The Australian Institute of Health and Welfare (AIHW) monitors and reports on patient experience of healthcare services in Australia through the Australian Bureau of Statistics’ (ABS) Patient Experience Survey.


The AIHW indicates, and we would agree, that collecting patient experience data is important because (1);


“Patient experiences provide a unique perspective on health care that not only

contributes to measuring system performance (2), but also provides insights into

patient journeys and their quality of care.


Patient engagement is increasingly recognised around the world as an integral part

of quality health care and a critical component of people-centred services (3).


Taking the time to understand a patient’s needs, preferences, beliefs and attitudes,

and adapting care to meet their expectations, is central to an effective patient–

doctor relationship (4).”


Simply put, we believe that patient experience informs the best possible design of health services, and that great patient experience is an enabler of the best possible health outcomes for patients and families.


This blog aims to give a high-level overview of the most recent patient experience statistics in Australia, particularly with regard to COVID-19, and explore the importance of understanding and leveraging the personal experiences of Australians in our health services.


ABS' Annual Patient Experience Survey


Every year the ABS collects, analyses and releases findings from the Patient Experience Survey (5), captured through the Multipurpose Household Survey conducted throughout Australia. The findings from the 2020/21 financial year have recently been released, and this allows us to get a true point-in-time sense of patient experiences in our health system.


28,386 respondents contributed to this year’s data set. All respondents are aged 15 years or over, and represent urban, rural, remote and very remote parts of Australia (6). The survey explores patient experience across 14 factors that attempt to encapsulate respondent’s experience of the health system in the past 12 months. The survey spans primary and hospital care, explores wait times, barriers to access, and the influence of long-term health conditions among other experience factors (7). In response to COVID-19 the 2020/21 survey included new questions regarding COVID-19, telehealth and mental health.


What are patients saying about our health system?


The Patient Experience Survey has captured multiple statistics over a number of years, allowing us to make comparisons and identify trends. The recently released data identified an increase in GP wait times, but found patient experiences to be generally more positive in 2020/21 relative to 2019/20.

  • Health service use decreased for GPs, Dentists, Emergency Departments, and afterhours GPs when compared to 2019/20. For the remainder of services, health service use was similar to 2019/20

  • The proportion of people who waited 24 hours or more to see a GP for an urgent medical matter increased from 29.8% in 2019/20 to 33.9% in 2020/21

  • People who saw a health professional in 2020/21 generally reported more positive experiences compared to 2019/20

  • People reported the most positive experiences with dental professionals and the least positive experiences with hospital ED doctors and specialists.


How has COVID-19 influenced patient experience?


COVID-19 has shifted the behaviours of patients and families, and for the first time the Patient Experience Survey collected data to substantiate this. The survey validates assumptions that some patients have delayed or not accessed services due to COVID-19.
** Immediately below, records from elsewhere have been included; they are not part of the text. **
//! Batch and single-contract synchronization.
//!
//! ## Per-contract push: strict order, each phase gated on the previous
//!
//! 1. Contract upsert. Yields the remote order number, which is persisted
//!    at once so a retry updates the same remote record.
//! 2. Tasks, one call each.
//! 3. Guarantees, one call each.
//! 4. Areas, one call for the whole list.
//!
//! Sub-records are fetched by the source order number and rebound to the
//! remote one before they are sent. A phase with no records makes no call.
//! The first failure ends the contract; the batch moves on.

use std::sync::Arc;

use serde_json::json;

use consync_core::{AreaCode, AreaCodeConverter, Config, Contract, OrderNo, Phase, SyncStatus, Token};
use consync_gateway::RemoteGateway;
use consync_store::{SourceRepository, SyncStatusStore};

use crate::area_cache::AreaCodeCache;
use crate::error::{PushPhase, SyncError};
use crate::outcome::{BatchSummary, ContractOutcome};
use crate::token::{Clock, TokenCache};

/// Status message stored between a successful contract upsert and the end of
/// the sub-record phases.
pub const CREATED_PENDING_MESSAGE: &str = "contract created, sub-records pending";

struct PushReport {
    remote_no: OrderNo,
    tasks: usize,
    guarantees: usize,
    areas: usize,
}

pub struct SyncOrchestrator {
    gateway: Arc<dyn RemoteGateway>,
    source: Arc<dyn SourceRepository>,
    status: Arc<dyn SyncStatusStore>,
    converter: Arc<AreaCodeConverter>,
    tokens: TokenCache,
    area_codes: AreaCodeCache,
    default_batch_size: usize,
}

impl SyncOrchestrator {
    pub fn new(
        config: &Config,
        gateway: Arc<dyn RemoteGateway>,
        source: Arc<dyn SourceRepository>,
        status: Arc<dyn SyncStatusStore>,
        converter: Arc<AreaCodeConverter>,
    ) -> Self {
        Self {
            tokens: TokenCache::new(Arc::clone(&gateway), &config.api),
            area_codes: AreaCodeCache::new(Arc::clone(&gateway)),
            gateway,
            source,
            status,
            converter,
            default_batch_size: config.sync.batch_size as usize,
        }
    }

    pub fn with_clock(mut self, clock: Arc<dyn Clock>) -> Self {
        self.tokens = self.tokens.with_clock(clock);
        self
    }

    pub fn converter(&self) -> &AreaCodeConverter {
        &self.converter
    }

    pub fn tokens(&self) -> &TokenCache {
        &self.tokens
    }

    pub fn area_cache(&self) -> &AreaCodeCache {
        &self.area_codes
    }

    // -----------------------------------------------------------------------
    // Entry points
    // -----------------------------------------------------------------------

    /// Sync up to `batch_size` pending contracts, newest first.
    ///
    /// A non-positive size falls back to the configured default. Never
    /// fails: every outcome, including a missing token, is in the summary.
    pub fn sync(&self, batch_size: i64) -> BatchSummary {
        let limit = usize::try_from(batch_size)
            .ok()
            .filter(|n| *n > 0)
            .unwrap_or(self.default_batch_size);
        tracing::info!(batch_size = limit, "batch sync started");

        if let Err(err) = self.tokens.get_token() {
            tracing::error!(error = %err, "batch sync aborted");
            return BatchSummary::TokenFailed {
                message: err.to_string(),
            };
        }

        let contracts = match self.source.pending_contracts(limit) {
            Ok(contracts) => contracts,
            Err(err) => {
                let err = SyncError::Source(err);
                tracing::error!(error = %err, "pending contracts unavailable");
                return BatchSummary::SourceFailed {
                    message: err.to_string(),
                };
            }
        };

        if contracts.is_empty() {
            tracing::info!("no contracts to sync");
            return BatchSummary::Idle;
        }
        tracing::info!(count = contracts.len(), "pending contracts found");

        // The token is looked up per contract so a long batch refreshes it
        // once it expires.
        let outcomes: Vec<ContractOutcome> = contracts
            .into_iter()
            .map(|contract| self.sync_contract_record(contract))
            .collect();
        let succeeded = outcomes.iter().filter(|o| o.is_success()).count();
        let summary = BatchSummary::Completed {
            succeeded,
            failed: outcomes.len() - succeeded,
            outcomes,
        };
        tracing::info!("{summary}");
        summary
    }

    /// Sync one contract looked up in the source store by its order number,
    /// whatever its current status.
    pub fn sync_contract(&self, order_no: &OrderNo) -> ContractOutcome {
        let token = match self.tokens.get_token() {
            Ok(token) => token,
            Err(err) => return failed(order_no, &err),
        };
        match self.source.contract(order_no) {
            Ok(Some(contract)) => self.process(&token, contract),
            Ok(None) => ContractOutcome::Failed {
                order_no: order_no.clone(),
                message: format!("sync failed: contract {order_no} not found"),
            },
            Err(err) => failed(order_no, &SyncError::Source(err)),
        }
    }

    /// Sync a contract supplied by the caller instead of the source store.
    pub fn sync_contract_record(&self, contract: Contract) -> ContractOutcome {
        match self.tokens.get_token() {
            Ok(token) => self.process(&token, contract),
            Err(err) => failed(&contract.source_no, &err),
        }
    }

    /// Area hierarchy for `province` (all provinces when `None`), cached.
    pub fn area_codes(&self, province: Option<&str>) -> Result<Arc<Vec<AreaCode>>, SyncError> {
        let token = self.tokens.get_token()?;
        Ok(self.area_codes.get(&token, province)?)
    }

    /// Delete a contract on the remote side by its remote order number.
    ///
    /// Status rows that held the number forget it, so a later sync of the
    /// same source contract creates a fresh remote record.
    pub fn delete_remote(&self, remote_no: &OrderNo) -> Result<String, SyncError> {
        let token = self.tokens.get_token()?;
        let ack = self.gateway.delete_contract(&token, remote_no)?;
        match self.status.clear_remote_order_no(remote_no) {
            Ok(cleared) => {
                for order_no in &cleared {
                    self.log(
                        order_no,
                        Phase::Delete,
                        &format!("remote contract {remote_no} deleted"),
                    );
                }
                tracing::info!(remote_no = %remote_no, local = cleared.len(), "remote contract deleted");
            }
            Err(err) => {
                tracing::warn!(remote_no = %remote_no, error = %err, "remote order number not cleared");
            }
        }
        Ok(ack.message)
    }

    // -----------------------------------------------------------------------
    // Per-contract pipeline
    // -----------------------------------------------------------------------

    fn process(&self, token: &Token, mut contract: Contract) -> ContractOutcome {
        let order_no = contract.source_no.clone();
        let span = tracing::info_span!("contract", order_no = %order_no);
        let _entered = span.enter();

        tracing::info!(name = %contract.contract_name, "contract sync started");
        self.log(
            &order_no,
            Phase::Start,
            &format!("starting contract sync: {}", contract.contract_name),
        );

        match self.push(token, &mut contract) {
            Ok(report) => {
                let payload = json!({
                    "orderNo": report.remote_no,
                    "tasks": report.tasks,
                    "guarantees": report.guarantees,
                    "areas": report.areas,
                })
                .to_string();
                self.record(&order_no, SyncStatus::Success, &payload, Some(&report.remote_no));
                self.log(&order_no, Phase::Complete, "sync complete");
                tracing::info!(remote_no = %report.remote_no, "contract synced");
                ContractOutcome::Synced {
                    order_no,
                    remote_no: report.remote_no,
                    tasks: report.tasks,
                    guarantees: report.guarantees,
                    areas: report.areas,
                }
            }
            Err(err) => {
                tracing::error!(error = %err, "contract sync failed");
                let message = format!("sync failed: {err}");
                self.record(&order_no, SyncStatus::Pending, &message, None);
                self.log(&order_no, Phase::Error, &err.to_string());
                ContractOutcome::Failed { order_no, message }
            }
        }
    }

    fn push(&self, token: &Token, contract: &mut Contract) -> Result<PushReport, SyncError> {
        let source_no = contract.source_no.clone();

        // 1. Contract
        if contract.remote_no.is_none() {
            contract.remote_no = self
                .status
                .status(&source_no)
                .map_err(SyncError::Persistence)?
                .and_then(|record| record.remote_order_no);
        }
        self.converter.convert_contract(contract);
        let ack = self
            .gateway
            .upsert_contract(token, contract)
            .map_err(|e| SyncError::push(PushPhase::Contract, e))?;
        let remote_no = ack
            .order_no
            .or_else(|| contract.remote_no.clone())
            .ok_or(SyncError::NoRemoteOrderNo)?;
        contract.remote_no = Some(remote_no.clone());
        self.record(
            &source_no,
            SyncStatus::Pending,
            CREATED_PENDING_MESSAGE,
            Some(&remote_no),
        );
        self.log(
            &source_no,
            Phase::Create,
            &format!("contract created, order number: {remote_no}"),
        );
        tracing::info!(remote_no = %remote_no, "contract upserted");

        // 2. Tasks
        let tasks = self.source.tasks(&source_no).map_err(SyncError::Source)?;
        for mut task in tasks.iter().cloned() {
            task.order_no = remote_no.clone();
            self.gateway
                .upsert_task(token, &task)
                .map_err(|e| SyncError::push(PushPhase::Task, e))?;
        }
        if !tasks.is_empty() {
            self.log(&source_no, Phase::Task, &format!("tasks pushed: {}", tasks.len()));
            tracing::info!(count = tasks.len(), "tasks pushed");
        }

        // 3. Guarantees
        let guarantees = self
            .source
            .guarantees(&source_no)
            .map_err(SyncError::Source)?;
        for mut guarantee in guarantees.iter().cloned() {
            guarantee.order_no = remote_no.clone();
            self.gateway
                .upsert_guarantee(token, &guarantee)
                .map_err(|e| SyncError::push(PushPhase::Guarantee, e))?;
        }
        if !guarantees.is_empty() {
            self.log(
                &source_no,
                Phase::Guarantee,
                &format!("guarantees pushed: {}", guarantees.len()),
            );
            tracing::info!(count = guarantees.len(), "guarantees pushed");
        }

        // 4. Areas
        let mut areas = self.source.areas(&source_no).map_err(SyncError::Source)?;
        if !areas.is_empty() {
            for area in &mut areas {
                area.order_no = remote_no.clone();
                self.converter.convert_area(area);
            }
            self.gateway
                .upsert_areas(token, &areas)
                .map_err(|e| SyncError::push(PushPhase::Area, e))?;
            self.log(&source_no, Phase::Area, &format!("areas pushed: {}", areas.len()));
            tracing::info!(count = areas.len(), "areas pushed");
        }

        Ok(PushReport {
            remote_no,
            tasks: tasks.len(),
            guarantees: guarantees.len(),
            areas: areas.len(),
        })
    }

    // -----------------------------------------------------------------------
    // Bookkeeping; failures here never change an outcome
    // -----------------------------------------------------------------------

    fn record(
        &self,
        order_no: &OrderNo,
        status: SyncStatus,
        message: &str,
        remote_no: Option<&OrderNo>,
    ) {
        if let Err(err) = self
            .status
            .upsert_status(order_no, status, message, remote_no)
        {
            tracing::warn!(order_no = %order_no, error = %err, "could not record sync status");
        }
    }

    fn log(&self, order_no: &OrderNo, phase: Phase, content: &str) {
        if let Err(err) = self.status.append_log(order_no, phase, content) {
            tracing::warn!(order_no = %order_no, phase = %phase, error = %err, "could not append sync log");
        }
    }
}

fn failed(order_no: &OrderNo, err: &SyncError) -> ContractOutcome {
    ContractOutcome::Failed {
        order_no: order_no.clone(),
        message: format!("sync failed: {err}"),
    }
}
  • The proportion of people who delayed or did not use health services when needed due to COVID varied across different services; dental professionals (12.2%), GPs (9.8%), after hours GPs (7.3%) and medical specialists (7.3%)

  • Females were more likely to delay or not use health services due to COVID-19 than males

  • Those aged under 25 or over 65 were least likely to delay or not use health services due to COVID-19

  • Those living in major cities were more likely to delay or not use health services when needed due to COVID-19 than those living in outer regional, remote or very remote areas.
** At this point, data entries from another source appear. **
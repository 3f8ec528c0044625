//! Typed results of single-contract and batch runs.

use std::fmt;

use serde::Serialize;

use consync_core::OrderNo;

/// Result of pushing one contract.
#[derive(Debug, Clone, PartialEq, Eq, Serialize)]
#[serde(tag = "result", rename_all = "snake_case")]
pub enum ContractOutcome {
    Synced {
        order_no: OrderNo,
        remote_no: OrderNo,
        tasks: usize,
        guarantees: usize,
        areas: usize,
    },
    Failed {
        order_no: OrderNo,
        message: String,
    },
}

impl ContractOutcome {
    pub fn is_success(&self) -> bool {
        matches!(self, ContractOutcome::Synced { .. })
    }

    pub fn order_no(&self) -> &OrderNo {
        match self {
            ContractOutcome::Synced { order_no, .. } | ContractOutcome::Failed { order_no, .. } => {
                order_no
            }
        }
    }
}

impl fmt::Display for ContractOutcome {
    fn fmt(&self, f: &mut fmt::Formatter<'_>) -> fmt::Result {
        match self {
            ContractOutcome::Synced {
                order_no,
                remote_no,
                tasks,
                guarantees,
                areas,
            } => write!(
                f,
                "sync succeeded: {order_no} -> {remote_no} ({tasks} tasks, {guarantees} guarantees, {areas} areas)"
            ),
            ContractOutcome::Failed { message, .. } => f.write_str(message),
        }
    }
}

/// Result of one batch run.
#[derive(Debug, Clone, PartialEq, Eq, Serialize)]
#[serde(tag = "result", rename_all = "snake_case")]
pub enum BatchSummary {
    /// No token; no contract was touched.
    TokenFailed { message: String },
    /// The pending query failed.
    SourceFailed { message: String },
    /// Nothing pending.
    Idle,
    Completed {
        succeeded: usize,
        failed: usize,
        outcomes: Vec<ContractOutcome>,
    },
}

impl BatchSummary {
    pub fn succeeded(&self) -> usize {
        match self {
            BatchSummary::Completed { succeeded, .. } => *succeeded,
            _ => 0,
        }
    }

    pub fn failed(&self) -> usize {
        match self {
            BatchSummary::Completed { failed, .. } => *failed,
            _ => 0,
        }
    }
}

impl fmt::Display for BatchSummary {
    fn fmt(&self, f: &mut fmt::Formatter<'_>) -> fmt::Result {
        match self {
            BatchSummary::TokenFailed { message } | BatchSummary::SourceFailed { message } => {
                write!(f, "sync failed: {message}")
            }
            BatchSummary::Idle => f.write_str("no contracts to sync"),
            BatchSummary::Completed {
                succeeded, failed, ..
            } => write!(f, "sync complete: {succeeded} succeeded, {failed} failed"),
        }
    }
}

#[cfg(test)]
mod tests {
    use super::*;

    #[test]
    fn summary_strings() {
        assert_eq!(BatchSummary::Idle.to_string(), "no contracts to sync");
        let done = BatchSummary::Completed {
            succeeded: 2,
            failed: 1,
            outcomes: Vec::new(),
        };
        assert_eq!(done.to_string(), "sync complete: 2 succeeded, 1 failed");
        assert_eq!(done.succeeded(), 2);
        assert_eq!(done.failed(), 1);

        let token = BatchSummary::TokenFailed {
            message: "token acquisition failed: bad password".into(),
        };
        assert_eq!(
            token.to_string(),
            "sync failed: token acquisition failed: bad password"
        );
    }

    #[test]
    fn outcomes_serialize_with_result_tag() {
        let outcome = ContractOutcome::Failed {
            order_no: OrderNo::from("HT-1"),
            message: "sync failed: task push failed: x".into(),
        };
        let value = serde_json::to_value(&outcome).unwrap();
        assert_eq!(value["result"], "failed");
        assert_eq!(value["order_no"], "HT-1");
        assert_eq!(outcome.to_string(), "sync failed: task push failed: x");
    }
}
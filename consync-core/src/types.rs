//! Domain types for contract synchronization.
//!
//! Field names on the record structs mirror the remote system's wire keys so
//! the gateway can serialize them without a rename table.

use std::fmt;

use chrono::{DateTime, Utc};
use serde::{Deserialize, Serialize};

// ---------------------------------------------------------------------------
// Newtypes
// ---------------------------------------------------------------------------

/// Order number correlating a contract across the source and remote systems.
#[derive(Debug, Clone, PartialEq, Eq, Hash, Default, Serialize, Deserialize)]
#[serde(transparent)]
pub struct OrderNo(pub String);

impl OrderNo {
    pub fn as_str(&self) -> &str {
        &self.0
    }

    pub fn is_empty(&self) -> bool {
        self.0.is_empty()
    }
}

impl fmt::Display for OrderNo {
    fn fmt(&self, f: &mut fmt::Formatter<'_>) -> fmt::Result {
        self.0.fmt(f)
    }
}

impl From<String> for OrderNo {
    fn from(s: String) -> Self {
        Self(s)
    }
}

impl From<&str> for OrderNo {
    fn from(s: &str) -> Self {
        Self(s.to_owned())
    }
}

/// Authentication token issued by the remote login endpoint.
#[derive(Clone, PartialEq, Eq)]
pub struct Token(pub String);

impl Token {
    pub fn as_str(&self) -> &str {
        &self.0
    }
}

// Tokens end up in log lines; keep them out of Debug output.
impl fmt::Debug for Token {
    fn fmt(&self, f: &mut fmt::Formatter<'_>) -> fmt::Result {
        f.write_str("Token(***)")
    }
}

impl From<&str> for Token {
    fn from(s: &str) -> Self {
        Self(s.to_owned())
    }
}

// ---------------------------------------------------------------------------
// Enums
// ---------------------------------------------------------------------------

/// Persisted sync status of one contract.
#[derive(Debug, Clone, Copy, PartialEq, Eq, Default)]
pub enum SyncStatus {
    /// Never synced, or the last attempt failed.
    #[default]
    Pending,
    Success,
}

impl SyncStatus {
    /// Integer code stored in the status table (0 = pending/failed, 1 = success).
    pub fn code(self) -> i64 {
        match self {
            SyncStatus::Pending => 0,
            SyncStatus::Success => 1,
        }
    }

    pub fn from_code(code: i64) -> Self {
        if code == 1 {
            SyncStatus::Success
        } else {
            SyncStatus::Pending
        }
    }
}

impl fmt::Display for SyncStatus {
    fn fmt(&self, f: &mut fmt::Formatter<'_>) -> fmt::Result {
        match self {
            SyncStatus::Pending => write!(f, "pending"),
            SyncStatus::Success => write!(f, "success"),
        }
    }
}

/// Audit-log phase tag.
#[derive(Debug, Clone, Copy, PartialEq, Eq, Hash)]
pub enum Phase {
    Start,
    Create,
    Task,
    Guarantee,
    Area,
    Complete,
    Error,
    /// The remote contract was deleted.
    Delete,
}

impl Phase {
    pub fn as_str(self) -> &'static str {
        match self {
            Phase::Start => "START",
            Phase::Create => "CREATE",
            Phase::Task => "TASK",
            Phase::Guarantee => "GUARANTEE",
            Phase::Area => "AREA",
            Phase::Complete => "COMPLETE",
            Phase::Error => "ERROR",
            Phase::Delete => "DELETE",
        }
    }

    /// Parse a stored tag. Unknown tags map to `None`.
    pub fn parse(tag: &str) -> Option<Self> {
        match tag {
            "START" => Some(Phase::Start),
            "CREATE" => Some(Phase::Create),
            "TASK" => Some(Phase::Task),
            "GUARANTEE" => Some(Phase::Guarantee),
            "AREA" => Some(Phase::Area),
            "COMPLETE" => Some(Phase::Complete),
            "ERROR" => Some(Phase::Error),
            "DELETE" => Some(Phase::Delete),
            _ => None,
        }
    }
}

impl fmt::Display for Phase {
    fn fmt(&self, f: &mut fmt::Formatter<'_>) -> fmt::Result {
        f.write_str(self.as_str())
    }
}

// ---------------------------------------------------------------------------
// Source records
// ---------------------------------------------------------------------------

/// A contract read from the source store.
///
/// `source_no` keys the status table and sub-record lookups. `remote_no` is
/// set once the remote system has assigned an order number.
#[derive(Debug, Clone, PartialEq, Eq, Default, Serialize, Deserialize)]
#[serde(default)]
pub struct Contract {
    #[serde(skip)]
    pub source_no: OrderNo,
    #[serde(skip)]
    pub remote_no: Option<OrderNo>,
    pub contract_name: String,
    pub signcontract_date: String,
    pub first_check: String,
    pub recheck: String,
    pub signcontract_man: String,
    pub property: String,
    pub cust_no: String,
    pub contract_type: String,
    pub project_type: String,
    pub link_yes: String,
    pub pur_unit: String,
    pub zhanl_name: String,
    pub industry: String,
    pub industry_dw: String,
    pub project: String,
    pub project_name: String,
    pub project_addr: String,
    pub contract_amount: String,
    pub begin_date: String,
    pub end_date: String,
    pub o_unit: String,
    pub contract_num: String,
    pub note: String,
    pub create_code: String,
    #[serde(rename = "Code_prov")]
    pub code_prov: String,
    #[serde(rename = "Code_city")]
    pub code_city: String,
    #[serde(rename = "Code_coun")]
    pub code_coun: String,
    #[serde(rename = "Code_town")]
    pub code_town: String,
    pub dealer_agreement: String,
    pub year_contract: String,
    pub been_signed: String,
    pub ass_rat: String,
}

/// Sales / repayment task attached to a contract.
#[derive(Debug, Clone, PartialEq, Eq, Default, Serialize, Deserialize)]
pub struct ContractTask {
    pub order_no: OrderNo,
    pub start_month: String,
    pub end_month: String,
    /// Unit: ten thousand.
    pub sale_amount: String,
    pub return_amount: String,
}

/// Guarantee deposit attached to a contract.
#[derive(Debug, Clone, PartialEq, Eq, Default, Serialize, Deserialize)]
pub struct ContractGuarantee {
    pub order_no: OrderNo,
    pub guarantee_no: String,
    pub guarantee_amount: String,
    pub guarantee_note: String,
}

/// Sales area attached to a contract.
#[derive(Debug, Clone, PartialEq, Eq, Default, Serialize, Deserialize)]
pub struct ContractArea {
    pub order_no: OrderNo,
    pub code_prov: String,
    pub code_city: String,
    pub code_coun: String,
    pub code_town: String,
}

/// One node of the remote four-level area hierarchy.
#[derive(Debug, Clone, PartialEq, Eq, Serialize, Deserialize)]
pub struct AreaCode {
    pub code: String,
    pub name: String,
    pub parent_code: String,
    /// 1 = province, 2 = city, 3 = county, 4 = town.
    pub level: u8,
}

// ---------------------------------------------------------------------------
// Local persistence records
// ---------------------------------------------------------------------------

/// One row of the status table.
#[derive(Debug, Clone, PartialEq, Eq)]
pub struct SyncStatusRecord {
    pub order_no: OrderNo,
    pub status: SyncStatus,
    pub message: String,
    pub remote_order_no: Option<OrderNo>,
    pub synced_at: DateTime<Utc>,
    pub created_at: DateTime<Utc>,
    pub updated_at: DateTime<Utc>,
}

/// One row of the append-only audit log.
#[derive(Debug, Clone, PartialEq, Eq)]
pub struct SyncLogEntry {
    pub id: i64,
    pub order_no: OrderNo,
    /// Raw tag as stored; see [`Phase::parse`].
    pub phase: String,
    pub content: String,
    pub created_at: DateTime<Utc>,
}

// ---------------------------------------------------------------------------
// Tests
// ---------------------------------------------------------------------------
Let's talk about mental health


COVID-19 has brought mental health more into the spotlight than ever before. This is the first year that mental health data has been collected in the Patient Experience Survey. Findings indicate that telehealth is supporting the delivery of mental health services, but that there is still unmet need due to cost.

  • 15.8% of people saw at least one health professional for their mental health in 2020/21, and of these, 30.5% did so at least once via telehealth

  • Females were more likely to see a health professional for their mental health than males (20.0% compared with 11.3%)

  • 17.3% of people reported needing to see a health professional for their mental health, and of these 34.3% delayed or did not see a health professional, with 8.9% of these not accessing a health professional at all when needed

  • Of all the people who reported needing to see a health professional for their mental health, 12.0% reported that cost was a reason for delaying or not seeing a health professional. This varied across the different types of health professionals required, with psychologists and psychiatrists identified as having the most significant cost barriers.


And what about the rise of telehealth?


COVID-19 has shifted the way that patients and families access health services, and the Patient Experience Survey has captured data reflecting this for the first time in 2020/21. The survey validates assumptions around the uptake of telehealth due to COVID-19, finding a significant number of people have had at least one telehealth consultation in the last 12 months.

  • 28.8% of people had at least one telehealth consultation in the last 12 months

  • Males were more likely than females to have attended a telehealth consultation (35.0% compared to 22.2%)

  • Patient experience of telehealth consultations was widely positive, with over 80% of people reporting that telehealth practitioners listen carefully, showed respect, and spent enough time

  • Of those who had a telehealth consultation, 83.4% reported that they would use telehealth again if it was offered.


Ok, they're interesting statistics, but what's the 'so what'?


Capturing these kinds of statistics allows us, people working to make a positive impact on the health system, to do a couple of things as we consider the experience of patients in Australia.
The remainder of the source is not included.